Those interested in publishing in JOE also benefit from regularly reading the journal's Editor's Page, which often includes a section with helpful information for prospective authors, and from attending to additional materials available through the Guidance for Authors portal on the JOE website (e.g., Getting Published in JOE—Strategies for Success).

Article Categories

JOE accepts submissions in five article categories. Regardless of category, however, all articles must explicitly convey implications for U.S. Extension professionals and other outreach educators. Authors should carefully consider the descriptions of and differences among the article categories when determining the appropriate category for a submission.

Feature (reviewed by the editor and three reviewers): Feature articles discuss concepts, research findings (original findings or extant findings synthesized with innovative thinking on a topic in a literature review or meta-analysis), and implications (a) of broad interest to U.S. Extension professionals and broad significance to U.S. Extension's knowledge base, methodology, effective practice, or organization or (b) of broad interest/significance to U.S. Extension professionals working within one of U.S. Extension's general program areas (i.e., 4-H/youth development, agriculture and natural resources, community and economic development, family and consumer sciences). Maximum length: 3,000 words (excluding title, author information, running head, abstract, keywords, tables, figures, equations, references, and appendixes)

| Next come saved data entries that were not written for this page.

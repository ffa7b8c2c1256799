//! Provider URLs as published by registries.

use crate::address::authority;
use crate::error::ResolutionError;
use dubbo_invoke_protocol::DEFAULT_SERVICE_VERSION;
use std::collections::BTreeMap;
use std::fmt;

/// A provider registration such as
/// `dubbo://10.0.0.1:20880/com.acme.Svc?version=1.0.0&group=blue`.
#[derive(Debug, Clone, PartialEq, Eq)]
pub struct ProviderUrl {
    pub protocol: String,
    pub host: String,
    pub port: u16,
    pub path: String,
    pub params: BTreeMap<String, String>,
}

impl ProviderUrl {
    /// Parses a provider URL, percent-decoding it first when it arrives
    /// encoded (as ZooKeeper node names do).
    pub fn parse(raw: &str) -> Result<Self, ResolutionError> {
        let decoded;
        let text = if raw.contains("://") {
            raw.trim()
        } else {
            decoded = percent_decode(raw.trim());
            decoded.as_str()
        };
        let invalid = || ResolutionError::Registry(format!("malformed provider url: {}", raw));

        let (protocol, rest) = text.split_once("://").ok_or_else(invalid)?;
        let (location, query) = match rest.split_once('?') {
            Some((location, query)) => (location, query),
            None => (rest, ""),
        };
        let (authority, path) = match location.split_once('/') {
            Some((authority, path)) => (authority, path),
            None => (location, ""),
        };

        let (host, port) = if let Some(bracketed) = authority.strip_prefix('[') {
            let (host, tail) = bracketed.split_once("]:").ok_or_else(invalid)?;
            (host, tail)
        } else {
            authority.rsplit_once(':').ok_or_else(invalid)?
        };
        let port = port.parse::<u16>().map_err(|_| invalid())?;
        if host.is_empty() {
            return Err(invalid());
        }

        let params = query
            .split('&')
            .filter(|pair| !pair.is_empty())
            .map(|pair| match pair.split_once('=') {
                Some((key, value)) => (percent_decode(key), percent_decode(value)),
                None => (percent_decode(pair), String::new()),
            })
            .collect();

        Ok(Self {
            protocol: protocol.to_ascii_lowercase(),
            host: host.to_string(),
            port,
            path: path.to_string(),
            params,
        })
    }

    pub fn param(&self, key: &str) -> Option<&str> {
        self.params.get(key).map(String::as_str)
    }

    /// The service this provider exports.
    pub fn interface(&self) -> &str {
        self.param("interface").unwrap_or(&self.path)
    }

    /// True for Dubbo providers of `service` that match the requested
    /// version and group. Unset requirements (empty, `0.0.0` for versions,
    /// or `*`) match anything.
    pub fn matches(&self, service: &str, version: &str, group: &str) -> bool {
        if self.protocol != "dubbo" || self.interface() != service {
            return false;
        }
        let version_ok = is_wildcard(version) || self.param("version").unwrap_or("") == version;
        let group_ok =
            group.is_empty() || group == "*" || self.param("group").unwrap_or("") == group;
        version_ok && group_ok
    }

    pub fn authority(&self) -> String {
        authority(&self.host, self.port)
    }
}

impl fmt::Display for ProviderUrl {
    fn fmt(&self, f: &mut fmt::Formatter<'_>) -> fmt::Result {
        write!(f, "{}://{}/{}", self.protocol, self.authority(), self.path)?;
        let mut separator = '?';
        for (key, value) in &self.params {
            write!(f, "{}{}={}", separator, key, value)?;
            separator = '&';
        }
        Ok(())
    }
}

pub(crate) fn is_wildcard(version: &str) -> bool {
    version.is_empty() || version == "*" || version == DEFAULT_SERVICE_VERSION
}

/// Decodes `%XX` escapes. Malformed escapes are kept as-is.
pub fn percent_decode(text: &str) -> String {
    let bytes = text.as_bytes();
    let mut out = Vec::with_capacity(bytes.len());
    let mut i = 0;
    while i < bytes.len() {
        if bytes[i] == b'%' && i + 2 < bytes.len() {
            let hi = (bytes[i + 1] as char).to_digit(16);
            let lo = (bytes[i + 2] as char).to_digit(16);
            if let (Some(hi), Some(lo)) = (hi, lo) {
                out.push((hi * 16 + lo) as u8);
                i += 3;
                continue;
            }
        }
        out.push(bytes[i]);
        i += 1;
    }
    String::from_utf8_lossy(&out).into_owned()
}

/// Encodes everything outside the unreserved URL set.
pub fn percent_encode(text: &str) -> String {
    let mut out = String::with_capacity(text.len());
    for byte in text.bytes() {
        match byte {
            b'A'..=b'Z' | b'a'..=b'z' | b'0'..=b'9' | b'-' | b'_' | b'.' | b'~' => {
                out.push(byte as char)
            }
            _ => out.push_str(&format!("%{:02X}", byte)),
        }
    }
    out
}

#[cfg(test)]
mod tests {
    use super::*;

    #[test]
    fn test_parse_plain() {
        let url = ProviderUrl::parse(
            "dubbo://10.0.0.1:20880/com.acme.Svc?version=1.0.0&group=blue&anyhost=true",
        )
        .unwrap();
        assert_eq!(url.protocol, "dubbo");
        assert_eq!(url.host, "10.0.0.1");
        assert_eq!(url.port, 20880);
        assert_eq!(url.path, "com.acme.Svc");
        assert_eq!(url.param("version"), Some("1.0.0"));
        assert_eq!(url.interface(), "com.acme.Svc");
    }

    #[test]
    fn test_parse_encoded() {
        let raw = "dubbo%3A%2F%2F10.0.0.2%3A20881%2Fcom.acme.Svc%3Finterface%3Dcom.acme.Svc%26methods%3Da%2Cb";
        let url = ProviderUrl::parse(raw).unwrap();
        assert_eq!(url.host, "10.0.0.2");
        assert_eq!(url.port, 20881);
        assert_eq!(url.param("methods"), Some("a,b"));
    }

    #[test]
    fn test_parse_rejects() {
        assert!(ProviderUrl::parse("not a url").is_err());
        assert!(ProviderUrl::parse("dubbo://host/com.acme.Svc").is_err());
        assert!(ProviderUrl::parse("dubbo://:20880/x").is_err());
    }

    #[test]
    fn test_matches() {
        let url = ProviderUrl::parse("dubbo://h:1/com.acme.Svc?version=2.0&group=g1").unwrap();
        assert!(url.matches("com.acme.Svc", "", ""));
        assert!(url.matches("com.acme.Svc", "0.0.0", "*"));
        assert!(url.matches("com.acme.Svc", "2.0", "g1"));
        assert!(!url.matches("com.acme.Svc", "1.0", ""));
        assert!(!url.matches("com.acme.Svc", "2.0", "g2"));
        assert!(!url.matches("com.acme.Other", "", ""));

        let rest = ProviderUrl::parse("rest://h:8080/com.acme.Svc").unwrap();
        assert!(!rest.matches("com.acme.Svc", "", ""));
    }

    #[test]
    fn test_percent_roundtrip() {
        let text = "dubbo://h:1/a.B?x=1&y=ü";
        assert_eq!(percent_decode(&percent_encode(text)), text);
        assert_eq!(percent_decode("100%"), "100%");
        assert_eq!(percent_decode("%zz"), "%zz");
    }
}
//! The Hessian2 subset used in Dubbo bodies.
//!
//! The writer covers what a request needs (primitives, strings, lists, maps
//! and typed maps). The reader covers the common Hessian2 tag space plus
//! class definitions and references, degrading to placeholders beyond it.

mod reader;
mod writer;

pub use reader::{HessianReader, MAX_CLASS_DEPTH, MAX_REFERENCED_NODES, MAX_VALUE_DEPTH};
pub use writer::HessianWriter;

Research in Brief (reviewed by the editor and three reviewers): Research in Brief articles summarize research findings (original findings or extant findings synthesized with innovative thinking on a topic in a literature review or meta-analysis) of importance to U.S. Extension professionals. They emphasize implications for particular segments of U.S. Extension. Maximum length: 2,000 words (excluding title, author information, running head, abstract, keywords, tables, figures, equations, references, and appendixes)

What's the Difference?

A Feature article focuses on the implications of the concepts and research presented for a wide audience of U.S. Extension professionals (hence the "extra" 1,000 words). A Research in Brief article focuses more on the data presented and the methods used to gather the data and addresses implications particular to a certain discipline or region. A Feature article is broader in scope and implication. A Research in Brief article is more specific or localized.

Ideas at Work (reviewed by the editor and one reviewer): Ideas at Work articles identify and describe novel ideas, innovative programs, and new methods that are of interest to and can be adapted by U.S. Extension professionals. They include substantiation that the "ideas at work" have been used successfully and provide suggestions for replicating, adapting, or otherwise applying them. Maximum length: 1,000 words (excluding title, author information, running head, abstract, keywords, tables, figures, equations, references, and appendixes)

Tools of the Trade (reviewed by the editor): Tools of the Trade articles identify and describe specific materials, books, techniques, and technologies useful to U.S. Extension professionals. They explain how the tools are useful specifically for U.S. Extension professionals. Maximum length: 1,000 words (excluding title, author information, running head, abstract, keywords, tables, figures, equations, references, and appendixes)

What's the Difference?

An Ideas at Work article focuses on what is novel. A Tools of the Trade article focuses on what is useful. An Ideas at Work article addresses an idea. A Tools of the Trade article addresses a thing.

Commentary (reviewed by the editor): Commentary articles offer challenges or present thought-provoking opinions on issues of concern to U.S. Extension by expressing positions that are clear, specific, and rational. They initiate relevant discussion or debate and are accompanied by discussion forums that remain open through two issues of the journal. Although some Commentary submissions are invited, most are not. Rather, JOE encourages Commentary submissions from all who have opinions to share about important Extension topics and issues. Maximum length: 1,500 words (excluding title, author information, running head, abstract, keywords, tables, figures, equations, references, and appendixes)

What's the Difference?

The differences between a Commentary article and the other types of JOE articles center on challenge, immediacy, and conviction.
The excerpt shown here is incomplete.